God Hinder
Acts 11: 1-18


May 9, 2004

I apologize to those who have not seen the movie “Indiana Jones and the Temple of Doom,” but I hope I can describe well the mental picture. Those of you who have seen the movie should remember vividly, if not viscerally, what happened. Indiana and his cohorts have found their way into the palace of a suspicious local rajah (who declared he had been “up at Oxford” in younger days). Before any of the sinister events get underway there is a memorable banquet scene in which they are served a gourmet dinner of a very different sort - one of those campy events in which it is not always clear to me who is laughing at whom.

The cronies of this rajah are seated at the head of the table, oohing and aahing over the wonderful delicacies with which he has honoured them. Fried insects, soup with sheep eyes floating just below the surface like wonton, and the best are the stewed brains of a monkey served handily in the sheared-off skull of the unfortunate animal who doesn’t look happy.

Indiana and his friends are appalled nearly to nausea. We laugh because eating such things is repulsive and just plain unclean. People who eat unclean things are by definition unclean and therefore people to be avoided and shunned.

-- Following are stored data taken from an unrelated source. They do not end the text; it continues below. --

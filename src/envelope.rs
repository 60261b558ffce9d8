use base64::Engine;
use base64::engine::general_purpose::STANDARD as BASE64;
use chacha20poly1305::aead::{Aead, KeyInit, Payload};
use chacha20poly1305::{Key, XChaCha20Poly1305, XNonce};
use serde::{Deserialize, Serialize};
use zeroize::Zeroizing;

use crate::error::{CustodyError, Result};
use crate::kdf::KEY_LEN;
use crate::random::random_array;

/// Domain-separation prefix of every associated-data string
pub const PROTOCOL_TAG: &str = "keycustody/v1";

pub const ENVELOPE_VERSION: u8 = 1;

/// Nonce length of XChaCha20-Poly1305
pub const XNONCE_LEN: usize = 24;

const XCHACHA20_POLY1305_TAG: &str = "xchacha20poly1305";

/// AEAD constructions an envelope can be sealed with
#[derive(Debug, Clone, Copy, PartialEq, Eq)]
pub enum AeadAlgorithm {
    XChaCha20Poly1305,
}

impl AeadAlgorithm {
    pub fn tag(&self) -> &'static str {
        match self {
            AeadAlgorithm::XChaCha20Poly1305 => XCHACHA20_POLY1305_TAG,
        }
    }

    /// Maps a persisted tag back to an algorithm; unknown tags are an error
    pub fn from_tag(tag: &str) -> Result<Self> {
        match tag {
            XCHACHA20_POLY1305_TAG => Ok(AeadAlgorithm::XChaCha20Poly1305),
            other => Err(CustodyError::UnsupportedAlgorithm(format!(
                "unknown aead algorithm {other:?}"
            ))),
        }
    }
}

/// Versioned, self-describing encrypted container
///
/// Nonce and ciphertext are base64 so the envelope survives text transport.
#[derive(Debug, Clone, PartialEq, Eq, Serialize, Deserialize)]
#[serde(rename_all = "camelCase")]
pub struct EncryptedEnvelope {
    pub version: u8,
    pub algorithm: String,
    pub nonce: String,
    pub ciphertext: String,
}

impl EncryptedEnvelope {
    /// Decoded algorithm tag
    pub fn algorithm(&self) -> Result<AeadAlgorithm> {
        if self.version != ENVELOPE_VERSION {
            return Err(CustodyError::UnsupportedAlgorithm(format!(
                "envelope version {}",
                self.version
            )));
        }
        AeadAlgorithm::from_tag(&self.algorithm)
    }

    pub fn nonce_bytes(&self) -> Result<Vec<u8>> {
        Ok(BASE64.decode(&self.nonce)?)
    }

    pub fn ciphertext_bytes(&self) -> Result<Vec<u8>> {
        Ok(BASE64.decode(&self.ciphertext)?)
    }
}

/// Builds the associated data `"<protocol-tag>:<context>"`
///
/// # Example
/// ```
/// use keycustody::associated_data_for;
///
/// assert_eq!(associated_data_for("wallet-1:shareC"), b"keycustody/v1:wallet-1:shareC".to_vec());
/// ```
pub fn associated_data_for(context: &str) -> Vec<u8> {
    format!("{PROTOCOL_TAG}:{context}").into_bytes()
}

/// Associated data of a share slot: the wallet id, plus a role suffix for
/// slots that would otherwise share a key and context.
pub fn share_associated_data(wallet_id: &str, role: Option<&str>) -> Vec<u8> {
    match role {
        Some(role) => associated_data_for(&format!("{wallet_id}:{role}")),
        None => associated_data_for(wallet_id),
    }
}

fn cipher_for(key: &[u8]) -> Result<XChaCha20Poly1305> {
    if key.len() != KEY_LEN {
        return Err(CustodyError::InvalidParameters(format!(
            "key must be {KEY_LEN} bytes, got {}",
            key.len()
        )));
    }
    Ok(XChaCha20Poly1305::new(Key::from_slice(key)))
}

/// Encrypts `plaintext` under `key` with a fresh random nonce
pub fn encrypt(plaintext: &[u8], key: &[u8], aad: Option<&[u8]>) -> Result<EncryptedEnvelope> {
    let cipher = cipher_for(key)?;
    let nonce: [u8; XNONCE_LEN] = random_array()?;

    let payload = Payload {
        msg: plaintext,
        aad: aad.unwrap_or_default(),
    };
    let ciphertext = cipher
        .encrypt(XNonce::from_slice(&nonce), payload)
        .map_err(|_| CustodyError::InvalidParameters("plaintext too long to encrypt".into()))?;

    Ok(EncryptedEnvelope {
        version: ENVELOPE_VERSION,
        algorithm: AeadAlgorithm::XChaCha20Poly1305.tag().to_string(),
        nonce: BASE64.encode(nonce),
        ciphertext: BASE64.encode(ciphertext),
    })
}

/// Opens an envelope; no plaintext is returned unless the tag verifies
///
/// # Errors
/// - [`CustodyError::UnsupportedAlgorithm`] for an unknown version or tag
/// - [`CustodyError::AuthenticationFailure`] on a wrong key, mismatched aad,
///   or a modified nonce or ciphertext
pub fn decrypt(
    envelope: &EncryptedEnvelope,
    key: &[u8],
    aad: Option<&[u8]>,
) -> Result<Zeroizing<Vec<u8>>> {
    match envelope.algorithm()? {
        AeadAlgorithm::XChaCha20Poly1305 => {
            let cipher = cipher_for(key)?;
            let nonce = envelope.nonce_bytes()?;
            if nonce.len() != XNONCE_LEN {
                return Err(CustodyError::AuthenticationFailure);
            }
            let ciphertext = envelope.ciphertext_bytes()?;

            let payload = Payload {
                msg: &ciphertext,
                aad: aad.unwrap_or_default(),
            };
            cipher
                .decrypt(XNonce::from_slice(&nonce), payload)
                .map(Zeroizing::new)
                .map_err(|_| CustodyError::AuthenticationFailure)
        }
    }
}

You are what you eat. And today we gather around the Lord’s Table to eat bread and drink the fruit of the vine. There is no culture where bread is unclean. Ironic that while Protestants do not believe in dietary laws, a lot of Protestants have made wine unclean in church. So it is grape juice today. You are what you drink.

The third Acts of the Apostles episode seems to centre on eating, but that is not what the controversy is about. Word, gossip and rumour had gotten back to the church leaders in Jerusalem that Peter was mixing it up with non-Jews or Gentiles and that these unclean peoples were accepting the pure Word of the Gospel. The leaders who still understood themselves as Jews confronted Peter hotly about his behaviour. How could you dare to eat with such pigs? That’s the gist of their comments, for being religious means a particular way of living and eating, and associating with only the right kind of people. Religion, it seems, is more concerned about how our status regarding other people than it is about our status regarding God. Peter responded to the accusations by reminding them about God’s table.

He repeats for these devout people the vision he had had in Joppa. A weird vision, to be sure, of a kind of table cloth lowered down before him with all sorts of unclean animals on it, perhaps like the table set before Indiana Jones. It’s a vision, so God is obviously talking to Peter, “Kill and eat.” Peter is a good boy, though, and passes the temptation test, “I never touch anything not kosher.” The voice comes back at him, “What God has made clean, you must not call common or profane or impure.”

The vision was over and three men showed up from Caesarea, asking Peter to accompany them. They were Gentiles, but Peter’s vision impressed upon him that there was nothing wrong with these people, that they were holy people too. When they arrived in Caesarea he met a man who had had a dream about Peter who was the right person to tell him about the New Life.

The Spirit came upon Peter as he spoke and the others felt it too, just like it felt originally on that Pentecost day. Then spirit, mind and body all came together in an insight. If God gives these people we consider barbaric and impure the same gifts of the Spirit as God does to us the chosen ones of Israel, then not only is it all right, but this is the way it is meant to be. We’ve tried to set God’s agenda and worked hard to decide who God will accept and not. But God has created a universe, and look, it is very good - and clean and pure and holy. If I want to hold back these foreigners as unworthy of God, I am hindering God. What human being has the power to really hinder God?

If I treat someone as unworthy of being Christian, I am hindering them from seeing the beauty and love of the God I have come to experience. Or rather, I am proving that I have misunderstood the nature of God all along, and am promoting a false God, an idol. A primary reason a Jew was not supposed to eat with a Gentile was that in sharing bread and rubbing shoulders, the Gentile’s worship of idols and false gods might well rub off on you and contaminate your soul. Peter does not say it out loud, but if I reject any thing of God, any one of God, as unclean and dirty and repulsive, I show that I have become the idolator. I have become the pagan who believes in a local deity who favours only those of the same colour skin, of the same language, of the same socio-economic status, of the same religion.

Mother Teresa, after all, worked her love with people who were clearly not Christian or anything close in world religion. They were obscenely poor people that their culture labeled irrevocably “untouchables.” In them she saw the love of God shining, and she was no one to hinder God.

This table we will approach in a few minutes is an open table. Everyone is permitted to come and eat, for this meal saves you and me by its nourishment. It does not matter what you and I think is going to happen. We do not have to agree about the nature of the bread and wine and exactly how the presence and spirit of Christ really happens as we share together the bread and wine. When we make distinctions and keep people away who think differently, perhaps think wrongly, we are hindering God. But we really cannot hinder God, for God will find a way to feed us from manna in the wilderness to the lunch at Soul’s Harbour. What God has made clean, you just can’t go calling dirty.